## EXERCISE DETAILS
Look through the material and copy each line holding "super".

Start of Block

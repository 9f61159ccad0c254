//! Run-level orchestration across chapters
//!
//! Chapters run concurrently under the chapter-worker budget. Failures are
//! isolated: one chapter's outcome never aborts its siblings, and the run
//! always ends with a [`RunReport`] in canonical chapter order regardless of
//! completion order.

use super::MangaDownloader;
use super::chapter_task::ChapterTask;
use crate::error::Result;
use crate::provider::{MangaSelector, Provider};
use crate::types::{
    Chapter, ChapterOutcome, ChapterReport, Event, MangaInfo, RunReport, chapter_sort_key,
};
use crate::utils::{parse_chapter_range, sanitize_filename};
use std::sync::Arc;
use tokio::sync::Semaphore;
use tokio::task::JoinSet;
use tracing::{info, warn};

impl MangaDownloader {
    /// Download a manga end to end: resolve, filter, fetch, package, report
    ///
    /// `chapter_range` narrows the run (e.g. `"1-5,10"`); `None` downloads
    /// every chapter that survives the configured filters.
    pub async fn download_manga(
        &self,
        provider_id: Option<&str>,
        selector: &MangaSelector,
        chapter_range: Option<&str>,
    ) -> Result<RunReport> {
        let provider = self.resolve_provider(provider_id, Some(selector)).await?;
        let manga_id = super::manga_id_for(&provider, selector)?;

        let info = provider.get_manga_info(&manga_id).await?;
        let chapters = self.get_chapters(provider_id, selector).await?;

        let selected = match chapter_range {
            Some(range) => {
                parse_chapter_range(range, &chapters).map_err(crate::error::Error::Other)?
            }
            None => chapters,
        };

        self.download_chapters(provider, &info, selected).await
    }

    /// Download a specific set of chapters of one manga
    ///
    /// The returned report covers every requested chapter exactly once,
    /// sorted to canonical chapter order. The run itself only errors on
    /// setup problems (e.g. the output directory cannot be created);
    /// per-chapter failures live inside the report.
    pub async fn download_chapters(
        &self,
        provider: Arc<dyn Provider>,
        manga: &MangaInfo,
        mut chapters: Vec<Chapter>,
    ) -> Result<RunReport> {
        if chapters.is_empty() {
            self.emit_run_finished(&RunReport::default());
            return Ok(RunReport::default());
        }

        let manga_dir = self
            .config
            .download
            .download_dir
            .join(sanitize_filename(&manga.title));
        tokio::fs::create_dir_all(&manga_dir).await?;

        // Deterministic start order; completion order is up to the runtime
        chapters.sort_by(|a, b| {
            a.sort_key()
                .partial_cmp(&b.sort_key())
                .unwrap_or(std::cmp::Ordering::Equal)
        });

        info!(
            manga = %manga.title,
            chapters = chapters.len(),
            dir = %manga_dir.display(),
            "starting run"
        );

        let semaphore = Arc::new(Semaphore::new(self.config.download.max_chapter_workers));
        let task = ChapterTask {
            fetcher: self.fetcher.clone(),
            provider,
            config: self.config.clone(),
            event_tx: self.event_tx.clone(),
            cancel: self.cancel_token.clone(),
        };

        let mut tasks: JoinSet<ChapterReport> = JoinSet::new();
        for chapter in chapters {
            let task = task.clone();
            let semaphore = semaphore.clone();
            let manga_dir = manga_dir.clone();

            tasks.spawn(async move {
                let _permit = match semaphore.acquire_owned().await {
                    Ok(p) => p,
                    Err(_) => {
                        // Semaphore is never closed; fold into a failed report
                        return ChapterReport {
                            chapter_id: chapter.chapter_id.clone(),
                            chapter_number: chapter.chapter_number.clone(),
                            title: chapter.title.clone(),
                            outcome: ChapterOutcome::Failed {
                                error: "worker pool closed".to_string(),
                            },
                            artifact: None,
                        };
                    }
                };
                task.run(chapter, &manga_dir).await
            });
        }

        let mut report = RunReport::default();
        while let Some(joined) = tasks.join_next().await {
            match joined {
                Ok(chapter_report) => report.chapters.push(chapter_report),
                Err(e) => warn!(error = %e, "chapter task panicked"),
            }
        }

        // Canonical order for presentation, regardless of completion order
        report.chapters.sort_by(|a, b| {
            chapter_sort_key(&a.chapter_number)
                .partial_cmp(&chapter_sort_key(&b.chapter_number))
                .unwrap_or(std::cmp::Ordering::Equal)
        });

        info!(
            completed = report.completed(),
            skipped = report.skipped(),
            partial = report.partial(),
            failed = report.failed(),
            cancelled = report.cancelled(),
            "run finished"
        );
        self.emit_run_finished(&report);

        Ok(report)
    }

    fn emit_run_finished(&self, report: &RunReport) {
        self.emit_event(Event::RunFinished {
            completed: report.completed(),
            skipped: report.skipped(),
            partial: report.partial(),
            failed: report.failed(),
            cancelled: report.cancelled(),
        });
    }
}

End of Block

## ANSWER
use super::MangaDownloader;
use super::chapter_task::ChapterTask;
        let manga_id = super::manga_id_for(&provider, selector)?;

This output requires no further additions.